The cause for which we fight is the securing of the existence and the increase of our race and our people, the nourishing of our children and preservation of our blood, and the freedom and independence of the Fatherland, so that our people can mature for the fulfillment of the mission assigned also to it by the Creator of the Universe.

Hitler


The following explanations are meant not to treat Hitler’s goals and personality in their entirety as can be expected from a historiographer; mainly because the available space would not suffice for that.
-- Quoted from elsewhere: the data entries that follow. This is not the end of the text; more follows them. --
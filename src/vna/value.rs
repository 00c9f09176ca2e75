//! Value numbers and their provenance flags.
//!
//! A [`ValueNumber`] is the opaque identity the analysis assigns to every
//! value computed or loaded at a program point. Two equal value numbers from
//! the same analysis run denote provably identical runtime values; numbers
//! are never meaningful across runs.

use std::fmt;

use bitflags::bitflags;

bitflags! {
    /// Provenance hints attached to a value number at creation.
    ///
    /// Flags of a merge (phi) value are the bitwise OR of its inputs' flags.
    #[derive(Debug, Clone, Copy, PartialEq, Eq, Hash)]
    pub struct ValueFlags: u8 {
        /// The value was returned by a method invocation.
        const RETURN_VALUE = 0x01;
        /// The value was produced by an array access.
        const ARRAY_VALUE = 0x02;
        /// The value is a constant.
        const CONSTANT_VALUE = 0x04;
        /// The value is a constant class object.
        const CONSTANT_CLASS_OBJECT = 0x08;
        /// The value merges several inputs (a phi result).
        const PHI_NODE = 0x10;
    }
}

/// An opaque per-run value identity.
///
/// Identity is the number alone; the flags are provenance hints and do not
/// participate in equality or hashing. Value numbers are handed out by a
/// per-method [`ValueNumberFactory`](crate::vna::ValueNumberFactory) in
/// monotonically increasing order and are only comparable within the run
/// that created them.
#[derive(Debug, Clone, Copy)]
pub struct ValueNumber {
    number: u32,
    flags: ValueFlags,
}

impl ValueNumber {
    /// Creates a value number. Internal; use the factory.
    pub(crate) const fn new(number: u32, flags: ValueFlags) -> Self {
        Self { number, flags }
    }

    /// Returns the raw number.
    #[must_use]
    pub const fn number(self) -> u32 {
        self.number
    }

    /// Returns the provenance flags.
    #[must_use]
    pub const fn flags(self) -> ValueFlags {
        self.flags
    }

    /// Returns `true` if the value carries the given flag.
    #[must_use]
    pub const fn has_flag(self, flag: ValueFlags) -> bool {
        self.flags.contains(flag)
    }
}

impl PartialEq for ValueNumber {
    fn eq(&self, other: &Self) -> bool {
        self.number == other.number
    }
}

impl Eq for ValueNumber {}

impl PartialOrd for ValueNumber {
    fn partial_cmp(&self, other: &Self) -> Option<std::cmp::Ordering> {
        Some(self.cmp(other))
    }
}

impl Ord for ValueNumber {
    fn cmp(&self, other: &Self) -> std::cmp::Ordering {
        self.number.cmp(&other.number)
    }
}

impl std::hash::Hash for ValueNumber {
    fn hash<H: std::hash::Hasher>(&self, state: &mut H) {
        self.number.hash(state);
    }
}

impl fmt::Display for ValueNumber {
    fn fmt(&self, f: &mut fmt::Formatter<'_>) -> fmt::Result {
        write!(f, "vn{}", self.number)?;
        if self.has_flag(ValueFlags::PHI_NODE) {
            write!(f, "(phi)")?;
        }
        Ok(())
    }
}

#[cfg(test)]
mod tests {
    use super::*;
    use std::collections::HashSet;

    #[test]
    fn test_identity_ignores_flags() {
        let plain = ValueNumber::new(3, ValueFlags::empty());
        let flagged = ValueNumber::new(3, ValueFlags::RETURN_VALUE);
        assert_eq!(plain, flagged);

        let mut set = HashSet::new();
        set.insert(plain);
        assert!(set.contains(&flagged));
    }

    #[test]
    fn test_flags_queries() {
        let value = ValueNumber::new(0, ValueFlags::CONSTANT_VALUE | ValueFlags::PHI_NODE);
        assert!(value.has_flag(ValueFlags::CONSTANT_VALUE));
        assert!(value.has_flag(ValueFlags::PHI_NODE));
        assert!(!value.has_flag(ValueFlags::ARRAY_VALUE));
    }

    #[test]
    fn test_ordering_by_number() {
        let a = ValueNumber::new(1, ValueFlags::empty());
        let b = ValueNumber::new(2, ValueFlags::CONSTANT_VALUE);
        assert!(a < b);
    }

    #[test]
    fn test_display() {
        assert_eq!(format!("{}", ValueNumber::new(7, ValueFlags::empty())), "vn7");
        assert_eq!(
            format!("{}", ValueNumber::new(7, ValueFlags::PHI_NODE)),
            "vn7(phi)"
        );
    }
}
//! Match records.
//!
//! During the search, successful element matches accumulate in an immutable
//! backward-linked chain ([`PatternElementMatch`]) so that forking a search
//! state shares the history instead of copying it. A completed match is
//! materialized into a [`ByteCodePatternMatch`] with the history in forward
//! order and the final bindings.

use std::rc::Rc;
use std::sync::Arc;

use crate::{
    cfg::Location,
    pattern::{BindingSet, Variable},
};

/// One successful element match, linked backward to its predecessor.
#[derive(Debug)]
pub struct PatternElementMatch {
    element_index: usize,
    label: Option<Arc<str>>,
    location: Location,
    occurrence: usize,
    prev: Option<Rc<PatternElementMatch>>,
}

impl PatternElementMatch {
    /// Creates a match record extending a chain.
    #[must_use]
    pub fn new(
        element_index: usize,
        label: Option<Arc<str>>,
        location: Location,
        occurrence: usize,
        prev: Option<Rc<PatternElementMatch>>,
    ) -> Self {
        Self {
            element_index,
            label,
            location,
            occurrence,
            prev,
        }
    }

    /// Returns the index of the pattern element that matched.
    #[must_use]
    pub const fn element_index(&self) -> usize {
        self.element_index
    }

    /// Returns the matched element's label, if it had one.
    #[must_use]
    pub fn label(&self) -> Option<&str> {
        self.label.as_deref()
    }

    /// Returns the location of the matched instruction.
    #[must_use]
    pub const fn location(&self) -> Location {
        self.location
    }

    /// Returns which occurrence of the element this match was (0-based).
    #[must_use]
    pub const fn occurrence(&self) -> usize {
        self.occurrence
    }

    /// Returns the previous match in the chain.
    #[must_use]
    pub fn prev(&self) -> Option<&Rc<PatternElementMatch>> {
        self.prev.as_ref()
    }

    /// Walks the chain backward looking for the most recent match with the
    /// given label.
    #[must_use]
    pub fn find_labeled(&self, label: &str) -> Option<&PatternElementMatch> {
        let mut current = Some(self);
        while let Some(node) = current {
            if node.label() == Some(label) {
                return Some(node);
            }
            current = node.prev.as_deref();
        }
        None
    }
}

/// One instruction matched by one pattern element, in a completed match.
#[derive(Debug, Clone)]
pub struct MatchedInstruction {
    /// Index of the pattern element that matched.
    pub element_index: usize,
    /// The element's label, if any.
    pub label: Option<Arc<str>>,
    /// Location of the matched instruction.
    pub location: Location,
    /// Which occurrence of the element this was (0-based).
    pub occurrence: usize,
}

/// A completed pattern match.
///
/// Exposes the full match history in program-match order and the final
/// binding set, with lookups by pattern label and variable name.
#[derive(Debug)]
pub struct ByteCodePatternMatch {
    bindings: BindingSet,
    matches: Vec<MatchedInstruction>,
}

impl ByteCodePatternMatch {
    /// Materializes a completed match from the backward chain.
    #[must_use]
    pub fn from_chain(chain: Option<&Rc<PatternElementMatch>>, bindings: BindingSet) -> Self {
        let mut matches = Vec::new();
        let mut current = chain;
        while let Some(node) = current {
            matches.push(MatchedInstruction {
                element_index: node.element_index(),
                label: node.label.clone(),
                location: node.location(),
                occurrence: node.occurrence(),
            });
            current = node.prev();
        }
        matches.reverse();
        Self { bindings, matches }
    }

    /// Returns the final binding set.
    #[must_use]
    pub const fn bindings(&self) -> &BindingSet {
        &self.bindings
    }

    /// Looks up the variable bound to a pattern variable name.
    #[must_use]
    pub fn binding(&self, name: &str) -> Option<&Variable> {
        self.bindings.lookup(name)
    }

    /// Returns the matched instructions in match order.
    #[must_use]
    pub fn matched_instructions(&self) -> &[MatchedInstruction] {
        &self.matches
    }

    /// Returns the first instruction matched under the given label.
    #[must_use]
    pub fn first_matched(&self, label: &str) -> Option<Location> {
        self.matches
            .iter()
            .find(|m| m.label.as_deref() == Some(label))
            .map(|m| m.location)
    }

    /// Returns the last instruction matched under the given label.
    #[must_use]
    pub fn last_matched(&self, label: &str) -> Option<Location> {
        self.matches
            .iter()
            .rev()
            .find(|m| m.label.as_deref() == Some(label))
            .map(|m| m.location)
    }
}
//! Control flow edge kinds.
//!
//! Edge kinds give control-flow semantics to the graph edges connecting
//! basic blocks. The value numbering analysis treats exception edges
//! specially (the operand stack is replaced by the caught exception), and
//! the pattern matcher refuses to follow back edges.

/// The kind of control flow represented by an edge.
#[derive(Debug, Clone, PartialEq, Eq)]
pub enum CfgEdgeKind {
    /// Sequential flow from one block into the next.
    FallThrough,
    /// A taken branch (conditional or unconditional).
    Branch,
    /// A switch case edge.
    ///
    /// Contains the case value, or `None` for the default case.
    Switch {
        /// The case value that selects this edge, or `None` for default.
        case_value: Option<i32>,
    },
    /// Edge into an exception handler.
    ///
    /// Carries the caught class name, or `None` for a catch-all handler.
    ExceptionHandler {
        /// The caught exception class, if the handler is typed.
        catch_type: Option<String>,
    },
}

impl CfgEdgeKind {
    /// Returns `true` if this edge enters an exception handler.
    #[must_use]
    pub const fn is_exceptional(&self) -> bool {
        matches!(self, Self::ExceptionHandler { .. })
    }

    /// Returns `true` if this is a switch case edge.
    #[must_use]
    pub const fn is_switch(&self) -> bool {
        matches!(self, Self::Switch { .. })
    }

    /// Creates an exception handler edge kind with the given catch type.
    #[must_use]
    pub fn exception(catch_type: Option<&str>) -> Self {
        Self::ExceptionHandler {
            catch_type: catch_type.map(str::to_owned),
        }
    }
}
//! Pattern assembly.
//!
//! A [`ByteCodePattern`] is an ordered chain of [`PatternElement`]s,
//! optionally auto-interleaved with wildcard gaps so that callers writing
//! "a NEW, then eventually a constructor call" do not have to spell out the
//! wildcards between the interesting elements.

use crate::pattern::PatternElement;

/// An ordered chain of pattern elements.
///
/// # Examples
///
/// ```rust
/// use byteflow::pattern::{ByteCodePattern, InvokeMode, PatternElement};
///
/// let pattern = ByteCodePattern::new()
///     .interelement_wild(4)
///     .add(PatternElement::new_object("$obj").label("create"))
///     .add(
///         PatternElement::invoke("Acme", "<init>", "/.*", InvokeMode::CONSTRUCTOR)
///             .receiver("$obj"),
///     );
/// assert_eq!(pattern.elements().len(), 3); // wildcard interleaved
/// ```
#[derive(Debug, Clone, Default)]
pub struct ByteCodePattern {
    elements: Vec<PatternElement>,
    interelement_wild: Option<usize>,
}

impl ByteCodePattern {
    /// Creates an empty pattern.
    #[must_use]
    pub fn new() -> Self {
        Self::default()
    }

    /// Interleaves a `Wild(0..max)` element before every subsequently added
    /// element except the first.
    #[must_use]
    pub const fn interelement_wild(mut self, max: usize) -> Self {
        self.interelement_wild = Some(max);
        self
    }

    /// Appends an element, inserting the configured wildcard gap first.
    #[must_use]
    pub fn add(mut self, element: PatternElement) -> Self {
        if let Some(max) = self.interelement_wild {
            if !self.elements.is_empty() {
                self.elements.push(PatternElement::wild(max));
            }
        }
        self.elements.push(element);
        self
    }

    /// Appends an explicit wildcard element regardless of the interleave
    /// setting.
    #[must_use]
    pub fn add_wild(mut self, max: usize) -> Self {
        self.elements.push(PatternElement::wild(max));
        self
    }

    /// Returns the pattern's elements in order.
    #[must_use]
    pub fn elements(&self) -> &[PatternElement] {
        &self.elements
    }

    /// Returns `true` if the pattern has no elements.
    #[must_use]
    pub fn is_empty(&self) -> bool {
        self.elements.is_empty()
    }
}

#[cfg(test)]
mod tests {
    use super::*;
    use crate::bytecode::Opcode;
    use crate::pattern::ElementKind;

    #[test]
    fn test_plain_chain() {
        let pattern = ByteCodePattern::new()
            .add(PatternElement::op(&[Opcode::New]))
            .add(PatternElement::op(&[Opcode::Dup]));
        assert_eq!(pattern.elements().len(), 2);
    }

    #[test]
    fn test_interelement_wild() {
        let pattern = ByteCodePattern::new()
            .interelement_wild(3)
            .add(PatternElement::op(&[Opcode::New]))
            .add(PatternElement::op(&[Opcode::Dup]))
            .add(PatternElement::op(&[Opcode::Pop]));

        // New, Wild, Dup, Wild, Pop
        assert_eq!(pattern.elements().len(), 5);
        assert!(matches!(pattern.elements()[1].kind(), ElementKind::Wild));
        assert_eq!(pattern.elements()[1].max_occur(), 3);
        assert!(matches!(pattern.elements()[0].kind(), ElementKind::Op(_)));
    }

    #[test]
    fn test_explicit_wild() {
        let pattern = ByteCodePattern::new()
            .add(PatternElement::op(&[Opcode::New]))
            .add_wild(10);
        assert_eq!(pattern.elements().len(), 2);
        assert_eq!(pattern.elements()[1].max_occur(), 10);
    }
}
//! Pattern variables and persistent binding sets.
//!
//! A [`BindingSet`] is an immutable, prepend-only chain of name→variable
//! bindings with structural sharing: forking a search state costs one
//! reference-count bump, not a copy, which is what keeps the backtracking
//! search cheap. Lookup walks the chain.
//!
//! Consistency is the invariant the matcher leans on: a name bound once can
//! only be re-bound to the same variable; attempting to bind it to a
//! different value fails the element that tried.

use std::fmt;
use std::rc::Rc;
use std::sync::Arc;

use crate::{bytecode::FieldRef, vna::ValueNumber};

/// A concrete entity a pattern variable is bound to.
#[derive(Debug, Clone, PartialEq, Eq)]
pub enum Variable {
    /// A runtime value, identified by its value number.
    Value(ValueNumber),
    /// A field identity.
    Field(FieldRef),
}

impl Variable {
    /// Returns `true` if the two variables denote the same entity.
    ///
    /// Values compare by value number; fields by symbolic identity.
    #[must_use]
    pub fn same_as(&self, other: &Self) -> bool {
        self == other
    }
}

impl fmt::Display for Variable {
    fn fmt(&self, f: &mut fmt::Formatter<'_>) -> fmt::Result {
        match self {
            Self::Value(value) => write!(f, "{value}"),
            Self::Field(field) => write!(f, "{field}"),
        }
    }
}

/// One variable-name to variable association.
#[derive(Debug, Clone)]
pub struct Binding {
    name: Arc<str>,
    variable: Variable,
}

impl Binding {
    /// Creates a binding.
    #[must_use]
    pub fn new(name: &str, variable: Variable) -> Self {
        Self {
            name: Arc::from(name),
            variable,
        }
    }

    /// Returns the variable name.
    #[must_use]
    pub fn name(&self) -> &str {
        &self.name
    }

    /// Returns the bound variable.
    #[must_use]
    pub const fn variable(&self) -> &Variable {
        &self.variable
    }
}

impl fmt::Display for Binding {
    fn fmt(&self, f: &mut fmt::Formatter<'_>) -> fmt::Result {
        write!(f, "{}={}", self.name, self.variable)
    }
}

struct BindingNode {
    binding: Binding,
    parent: Option<Rc<BindingNode>>,
}

/// An immutable chain of bindings with O(1) fork.
///
/// Cloning shares structure; prepending allocates one node. Empty sets are
/// free.
#[derive(Clone, Default)]
pub struct BindingSet {
    head: Option<Rc<BindingNode>>,
}

impl BindingSet {
    /// Creates an empty binding set.
    #[must_use]
    pub fn new() -> Self {
        Self::default()
    }

    /// Looks up the variable bound to a name, walking the chain.
    #[must_use]
    pub fn lookup(&self, name: &str) -> Option<&Variable> {
        let mut current = self.head.as_ref();
        while let Some(node) = current {
            if node.binding.name() == name {
                return Some(node.binding.variable());
            }
            current = node.parent.as_ref();
        }
        None
    }

    /// Binds a name, enforcing consistency with any existing binding.
    ///
    /// Returns the extended set, the unchanged set when the name is already
    /// bound to the same variable, or `None` when the name is bound to a
    /// different variable (the match fails).
    #[must_use]
    pub fn bind(&self, name: &str, variable: Variable) -> Option<Self> {
        match self.lookup(name) {
            Some(existing) => {
                if existing.same_as(&variable) {
                    Some(self.clone())
                } else {
                    None
                }
            }
            None => Some(Self {
                head: Some(Rc::new(BindingNode {
                    binding: Binding::new(name, variable),
                    parent: self.head.clone(),
                })),
            }),
        }
    }

    /// Returns `true` if no names are bound.
    #[must_use]
    pub fn is_empty(&self) -> bool {
        self.head.is_none()
    }

    /// Returns an iterator over the bindings, most recent first.
    pub fn iter(&self) -> BindingIter<'_> {
        BindingIter {
            current: self.head.as_deref(),
        }
    }
}

impl fmt::Debug for BindingSet {
    fn fmt(&self, f: &mut fmt::Formatter<'_>) -> fmt::Result {
        f.debug_list().entries(self.iter()).finish()
    }
}

impl fmt::Display for BindingSet {
    fn fmt(&self, f: &mut fmt::Formatter<'_>) -> fmt::Result {
        write!(f, "{{")?;
        for (i, binding) in self.iter().enumerate() {
            if i > 0 {
                write!(f, ", ")?;
            }
            write!(f, "{binding}")?;
        }
        write!(f, "}}")
    }
}

/// Iterator over a binding chain, most recent binding first.
pub struct BindingIter<'a> {
    current: Option<&'a BindingNode>,
}

impl<'a> Iterator for BindingIter<'a> {
    type Item = &'a Binding;

    fn next(&mut self) -> Option<Self::Item> {
        let node = self.current?;
        self.current = node.parent.as_deref();
        Some(&node.binding)
    }
}
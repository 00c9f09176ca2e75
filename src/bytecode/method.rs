//! Method descriptors and signature arity parsing.
//!
//! The analysis needs only the arity-relevant slice of the type system: how
//! many local variable words a method's parameters occupy, whether there is
//! an implicit receiver, and how wide each parameter is. Full type modeling
//! stays out of scope.

use std::sync::Arc;

/// Description of the method under analysis.
///
/// Supplies what the value numbering analysis needs to set up its entry
/// frame: the number of locals, the static-vs-instance shift, and the
/// signature from which parameter slots are derived.
#[derive(Debug, Clone)]
pub struct MethodDesc {
    class_name: Arc<str>,
    name: Arc<str>,
    signature: Arc<str>,
    is_static: bool,
    max_locals: u16,
}

impl MethodDesc {
    /// Creates a method descriptor.
    ///
    /// # Arguments
    ///
    /// * `class_name` - The declaring class
    /// * `name` - The method name
    /// * `signature` - The method descriptor, e.g. `(I[J)V`
    /// * `is_static` - Whether the method has no implicit receiver
    /// * `max_locals` - The declared local variable array size in words
    #[must_use]
    pub fn new(
        class_name: &str,
        name: &str,
        signature: &str,
        is_static: bool,
        max_locals: u16,
    ) -> Self {
        Self {
            class_name: Arc::from(class_name),
            name: Arc::from(name),
            signature: Arc::from(signature),
            is_static,
            max_locals,
        }
    }

    /// Returns the name of the declaring class.
    #[must_use]
    pub fn class_name(&self) -> &str {
        &self.class_name
    }

    /// Returns the method name.
    #[must_use]
    pub fn name(&self) -> &str {
        &self.name
    }

    /// Returns the method descriptor.
    #[must_use]
    pub fn signature(&self) -> &str {
        &self.signature
    }

    /// Returns `true` if the method is static.
    #[must_use]
    pub const fn is_static(&self) -> bool {
        self.is_static
    }

    /// Returns the declared size of the local variable array in words.
    #[must_use]
    pub const fn max_locals(&self) -> u16 {
        self.max_locals
    }

    /// Returns the first local slot of each declared parameter.
    ///
    /// The implicit receiver of an instance method occupies slot 0 and is
    /// not listed; declared parameters start at slot 1 for instance methods
    /// and slot 0 for static methods. Wide parameters advance the slot
    /// cursor by two.
    #[must_use]
    pub fn parameter_slots(&self) -> Vec<u16> {
        let mut slots = Vec::new();
        let mut cursor: u16 = u16::from(!self.is_static);
        for width in parameter_widths(&self.signature) {
            slots.push(cursor);
            cursor += width;
        }
        slots
    }
}

/// Returns the width in words of each declared parameter of a descriptor.
fn parameter_widths(signature: &str) -> Vec<u16> {
    let mut widths = Vec::new();
    let inner = signature
        .strip_prefix('(')
        .and_then(|rest| rest.split_once(')'))
        .map_or("", |(args, _)| args);

    let mut chars = inner.chars();
    while let Some(c) = chars.next() {
        match c {
            'J' | 'D' => widths.push(2),
            'B' | 'C' | 'F' | 'I' | 'S' | 'Z' => widths.push(1),
            'L' => {
                // Reference type: skip to the terminating semicolon
                for c in chars.by_ref() {
                    if c == ';' {
                        break;
                    }
                }
                widths.push(1);
            }
            '[' => {
                // Array dimensions collapse to one reference word; skip the
                // element type
                let mut next = chars.next();
                while next == Some('[') {
                    next = chars.next();
                }
                if next == Some('L') {
                    for c in chars.by_ref() {
                        if c == ';' {
                            break;
                        }
                    }
                }
                widths.push(1);
            }
            _ => {}
        }
    }
    widths
}

/// Returns the number of words a descriptor's declared arguments occupy.
#[must_use]
pub fn argument_words(signature: &str) -> u16 {
    parameter_widths(signature).iter().sum()
}

/// Returns the number of words a descriptor's return type occupies.
#[must_use]
pub fn return_words(signature: &str) -> u16 {
    match signature.rsplit_once(')').map(|(_, ret)| ret) {
        Some("V") | None => 0,
        Some("J" | "D") => 2,
        Some(_) => 1,
    }
}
Rather there are in them only those aspects of Hitler’s personality, and such particular goals elucidated by him, as are likely to interest a certain circle of readers.

In the last years I have spoken with many capable, generally academically educated men from all professions about Hitler and his movement: with government officials from ministers to inspectors in a foreign office, from a general director of an economic-group [Wirtschaftskonzern] to the manager of a factory, from a university-professor to a public school teacher. These were men of great, in some cases exceptional competence in their fields and professional circles, of nationalist outlook and nationalist desire. Almost all however rejected Hitler and his movement. It was quite disturbing for me to have to conclude that these German men based their opinion of Hitler not on an accurate knowledge of his previous work and his writings: instead for the most part they contented themselves with a slogan from the anti-Hitler press. And whenever I explained to them in no uncertain terms that they were in gross ignorance about Hitler and his goals, and that they should have at least read his book before so casually judging the greatest and most promising personality in the German nation, they would shake their heads and lament that they had no time for a matter that would surely soon die out.

Today, after Hitler’s overwhelming electoral victory on September 14th, many Germans who until then judged Hitler wrongly will be inclined or have the wish to get to know his goals and personality more accurately than hitherto, and to heed the answers that can be given to the objections against Hitler that they might raise even today.

Bismarck’s highest goals were: binding together the insular German states into a political unity in a German Reich, after that securing this Reich against its internal and external enemies.

Hitler’s highest goals are: creation of a German national community in the consciousness of all German people that they have a shared national character; strengthening of the German people in body and soul; and cultural and economic development of its assets and strengths, unimpeded by foreign peoples.

Bismarck’s next tasks for the attainment of his highest goals were:
abroad, exclusion of the Habsburg Empire from the community of German states, neutralization of the western enemy of German unity [France], the Triple Alliance policy, and the Reinsurance Treaty with Russia; for securing the Reich internally, suppression of the Social-Democrats and the Center Party within Germany.

Hitler’s next tasks for the attainment of his highest goals were and are: organization of a great number of German-conscious and struggle-ready men into a party, enlightenment of the mass of the German people about its situation and its enemies through an extended hard-hitting propaganda, acquisition of a deciding influence in the Reichstag, takeover of governments and destruction of Marxism, and therewith destruction of the domestic political weapon of the international finance-Jews, this at home; abroad, overtures toward an alliance with England and Italy for the purpose of shaking off the coercion of the German people through the the international finance-Jews’ external weapon, French militarism.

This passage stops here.